-------- Input material --------

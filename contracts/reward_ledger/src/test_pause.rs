#![cfg(test)]

use soroban_sdk::{
    testutils::{Address as _, Ledger as _},
    token::{Client as TokenClient, StellarAssetClient},
    Address, Env,
};

use crate::{
    pause::{OP_CLAIM, OP_STAKE, OP_WITHDRAW},
    AccrualBasis, ContractError, PauseScope, RewardFunding, RewardLedger, RewardLedgerClient,
};

fn setup() -> (Env, RewardLedgerClient<'static>, Address, Address) {
    let env = Env::default();
    env.mock_all_auths();

    let stake_token = env.register_stellar_asset_contract_v2(Address::generate(&env));
    let reward_token = env.register_stellar_asset_contract_v2(Address::generate(&env));

    let contract_id = env.register(RewardLedger, ());
    let client = RewardLedgerClient::new(&env, &contract_id);

    let admin = Address::generate(&env);
    client.initialize(
        &admin,
        &stake_token.address(),
        &reward_token.address(),
        &10,
        &AccrualBasis::Timestamp,
        &RewardFunding::PreFunded,
    );
    StellarAssetClient::new(&env, &reward_token.address()).mint(&contract_id, &1_000_000);

    (env, client, admin, stake_token.address())
}

fn staker_with(env: &Env, client: &RewardLedgerClient, stake_token: &Address, staked: i128) -> Address {
    let staker = Address::generate(env);
    StellarAssetClient::new(env, stake_token).mint(&staker, &(staked * 2));
    client.stake(&staker, &staked);
    staker
}

#[test]
fn test_global_pause_blocks_ledger_operations() {
    let (env, client, admin, stake_token) = setup();
    let staker = staker_with(&env, &client, &stake_token, 100);

    client.pause(&admin, &PauseScope::Global);

    assert_eq!(client.try_stake(&staker, &10).unwrap_err().unwrap(), ContractError::PoolPaused);
    assert_eq!(client.try_withdraw(&staker, &10).unwrap_err().unwrap(), ContractError::PoolPaused);
    assert_eq!(client.try_claim(&staker).unwrap_err().unwrap(), ContractError::PoolPaused);

    client.resume(&admin, &PauseScope::Global);
    client.stake(&staker, &10);
    assert_eq!(client.get_staked(&staker), 110);
}

#[test]
fn test_granular_pause_blocks_only_that_operation() {
    let (env, client, admin, stake_token) = setup();
    let staker = staker_with(&env, &client, &stake_token, 100);

    client.pause(&admin, &PauseScope::Function(OP_STAKE));
    assert!(client.is_paused(&PauseScope::Function(OP_STAKE)));
    assert!(!client.is_paused(&PauseScope::Global));

    assert_eq!(client.try_stake(&staker, &10).unwrap_err().unwrap(), ContractError::PoolPaused);
    client.withdraw(&staker, &50);

    client.pause(&admin, &PauseScope::Function(OP_WITHDRAW));
    assert_eq!(client.try_withdraw(&staker, &10).unwrap_err().unwrap(), ContractError::PoolPaused);

    env.ledger().set_timestamp(10);
    assert_eq!(client.claim(&staker), 100);

    client.pause(&admin, &PauseScope::Function(OP_CLAIM));
    assert_eq!(client.try_claim(&staker).unwrap_err().unwrap(), ContractError::PoolPaused);
}

#[test]
fn test_accrual_continues_while_paused() {
    let (env, client, admin, stake_token) = setup();
    let staker = staker_with(&env, &client, &stake_token, 100);

    client.pause(&admin, &PauseScope::Global);
    env.ledger().set_timestamp(30);
    assert_eq!(client.pending_reward(&staker), 300);

    client.resume(&admin, &PauseScope::Global);
    assert_eq!(client.claim(&staker), 300);
}

#[test]
fn test_emergency_withdraw_ignores_pause() {
    let (env, client, admin, stake_token) = setup();
    let staker = staker_with(&env, &client, &stake_token, 100);

    client.pause(&admin, &PauseScope::Global);
    env.ledger().set_timestamp(10);

    assert_eq!(client.emergency_withdraw(&staker), 100);
    assert_eq!(TokenClient::new(&env, &stake_token).balance(&staker), 200);
    assert_eq!(client.get_total_staked(), 0);
}

#[test]
fn test_stranger_cannot_pause() {
    let (env, client, _admin, _) = setup();
    let stranger = Address::generate(&env);

    assert_eq!(
        client.try_pause(&stranger, &PauseScope::Global).unwrap_err().unwrap(),
        ContractError::Unauthorized
    );
    assert!(!client.is_paused(&PauseScope::Global));
}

--------

**How to complete this task:**
Restate every line of the data word for word.

**Reply:**
filename contracts/reward_ledger/src/test_pause.rs
#![cfg(test)]

use soroban_sdk::{
    testutils::{Address as _, Ledger as _},
    token::{Client as TokenClient, StellarAssetClient},
    Address, Env,
};

use crate::{
    pause::{OP_CLAIM, OP_STAKE, OP_WITHDRAW},
    AccrualBasis, ContractError, PauseScope, RewardFunding, RewardLedger, RewardLedgerClient,
};

fn setup() -> (Env, RewardLedgerClient<'static>, Address, Address) {
    let env = Env::default();
    env.mock_all_auths();

    let stake_token = env.register_stellar_asset_contract_v2(Address::generate(&env));
    let reward_token = env.register_stellar_asset_contract_v2(Address::generate(&env));

    let contract_id = env.register(RewardLedger, ());
    let client = RewardLedgerClient::new(&env, &contract_id);

    let admin = Address::generate(&env);
    client.initialize(
        &admin,
        &stake_token.address(),
        &reward_token.address(),
        &10,
        &AccrualBasis::Timestamp,
        &RewardFunding::PreFunded,
    );
    StellarAssetClient::new(&env, &reward_token.address()).mint(&contract_id, &1_000_000);

    (env, client, admin, stake_token.address())
}

fn staker_with(env: &Env, client: &RewardLedgerClient, stake_token: &Address, staked: i128) -> Address {
    let staker = Address::generate(env);
    StellarAssetClient::new(env, stake_token).mint(&staker, &(staked * 2));
    client.stake(&staker, &staked);
    staker
}

#[test]
fn test_global_pause_blocks_ledger_operations() {
    let (env, client, admin, stake_token) = setup();
    let staker = staker_with(&env, &client, &stake_token, 100);

    client.pause(&admin, &PauseScope::Global);

    assert_eq!(client.try_stake(&staker, &10).unwrap_err().unwrap(), ContractError::PoolPaused);
    assert_eq!(client.try_withdraw(&staker, &10).unwrap_err().unwrap(), ContractError::PoolPaused);
    assert_eq!(client.try_claim(&staker).unwrap_err().unwrap(), ContractError::PoolPaused);

    client.resume(&admin, &PauseScope::Global);
    client.stake(&staker, &10);
    assert_eq!(client.get_staked(&staker), 110);
}

#[test]
fn test_granular_pause_blocks_only_that_operation() {
    let (env, client, admin, stake_token) = setup();
    let staker = staker_with(&env, &client, &stake_token, 100);

    client.pause(&admin, &PauseScope::Function(OP_STAKE));
    assert!(client.is_paused(&PauseScope::Function(OP_STAKE)));
    assert!(!client.is_paused(&PauseScope::Global));

    assert_eq!(client.try_stake(&staker, &10).unwrap_err().unwrap(), ContractError::PoolPaused);
    client.withdraw(&staker, &50);

    client.pause(&admin, &PauseScope::Function(OP_WITHDRAW));
    assert_eq!(client.try_withdraw(&staker, &10).unwrap_err().unwrap(), ContractError::PoolPaused);

    env.ledger().set_timestamp(10);
    assert_eq!(client.claim(&staker), 100);

    client.pause(&admin, &PauseScope::Function(OP_CLAIM));
    assert_eq!(client.try_claim(&staker).unwrap_err().unwrap(), ContractError::PoolPaused);
}

#[test]
fn test_accrual_continues_while_paused() {
    let (env, client, admin, stake_token) = setup();
    let staker = staker_with(&env, &client, &stake_token, 100);

    client.pause(&admin, &PauseScope::Global);
    env.ledger().set_timestamp(30);
    assert_eq!(client.pending_reward(&staker), 300);

    client.resume(&admin, &PauseScope::Global);
    assert_eq!(client.claim(&staker), 300);
}

#[test]
fn test_emergency_withdraw_ignores_pause() {
    let (env, client, admin, stake_token) = setup();
    let staker = staker_with(&env, &client, &stake_token, 100);

    client.pause(&admin, &PauseScope::Global);
    env.ledger().set_timestamp(10);

    assert_eq!(client.emergency_withdraw(&staker), 100);
    assert_eq!(TokenClient::new(&env, &stake_token).balance(&staker), 200);
    assert_eq!(client.get_total_staked(), 0);
}

#[test]
fn test_stranger_cannot_pause() {
    let (env, client, _admin, _) = setup();
    let stranger = Address::generate(&env);

    assert_eq!(
        client.try_pause(&stranger, &PauseScope::Global).unwrap_err().unwrap(),
        ContractError::Unauthorized
    );
    assert!(!client.is_paused(&PauseScope::Global));
}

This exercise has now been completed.